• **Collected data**
________________________

//! tingshuo - Phonetic assessment of spoken Chinese practice answers
//!
//! Segments transcribed answers, annotates them with pinyin, confidence and
//! timing, proposes homophone alternatives and aggregates dimension scores
//! into session reports.

#![warn(clippy::unwrap_used)]
#![warn(clippy::expect_used)]
#![warn(clippy::let_underscore_must_use)]

pub mod assess;
#[cfg(feature = "cli")]
pub mod cli;
pub mod config;
pub mod defaults;
pub mod error;
pub mod input;
pub mod lexicon;
pub mod report;
pub mod store;

// Pipeline
pub use assess::{Assessor, AssessorSettings, SessionSeed};
pub use assess::{Dimension, DimensionScore, DimensionScores, ScoreAggregator, WeightTable};

// Data model
pub use input::{Prompt, QuestionInput, SessionInput};
pub use report::{PhoneticAnnotation, QuestionAssessment, SessionReport, Token, Utterance};

// Lookup tables
pub use lexicon::Lexicon;

// Persistence
pub use store::{FileReportStore, MemoryReportStore, ReportStore};

// Error handling
pub use error::{Result, TingshuoError};

// Config
pub use config::Config;

/// Build version string with optional git commit hash.
///
/// Returns `"0.1.0+abc1234"` when git hash is available, `"0.1.0"` otherwise.
pub fn version_string() -> String {
    let version = env!("CARGO_PKG_VERSION");
    match option_env!("GIT_HASH") {
        Some(hash) if !hash.is_empty() => format!("{}+{}", version, hash),
        _ => version.to_string(),
    }
}

#[cfg(test)]
mod tests {
    use super::*;

    #[test]
    fn version_string_starts_with_cargo_version() {
        let ver = version_string();
        assert!(
            ver.starts_with(env!("CARGO_PKG_VERSION")),
            "version_string should start with CARGO_PKG_VERSION, got: {}",
            ver
        );
    }

    #[test]
    fn version_string_hash_suffix_matches_build() {
        let ver = version_string();
        match option_env!("GIT_HASH").filter(|h| !h.is_empty()) {
            Some(hash) => assert_eq!(ver, format!("{}+{}", env!("CARGO_PKG_VERSION"), hash)),
            None => assert_eq!(ver, env!("CARGO_PKG_VERSION")),
        }
    }
}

________________________

• **TASK DIRECTIONS**
There is a line with "pub mod error;" and a line with "pub use config::Config;" above. Copy exactly those two lines and all lines between them, with nothing else.

• **ANSWER TO THE EXERCISE**
pub mod error;
pub mod input;
pub mod lexicon;
pub mod report;
pub mod store;

// Pipeline
pub use assess::{Assessor, AssessorSettings, SessionSeed};
pub use assess::{Dimension, DimensionScore, DimensionScores, ScoreAggregator, WeightTable};

// Data model
pub use input::{Prompt, QuestionInput, SessionInput};
pub use report::{PhoneticAnnotation, QuestionAssessment, SessionReport, Token, Utterance};

// Lookup tables
pub use lexicon::Lexicon;

// Persistence
pub use store::{FileReportStore, MemoryReportStore, ReportStore};

// Error handling
pub use error::{Result, TingshuoError};

// Config
pub use config::Config;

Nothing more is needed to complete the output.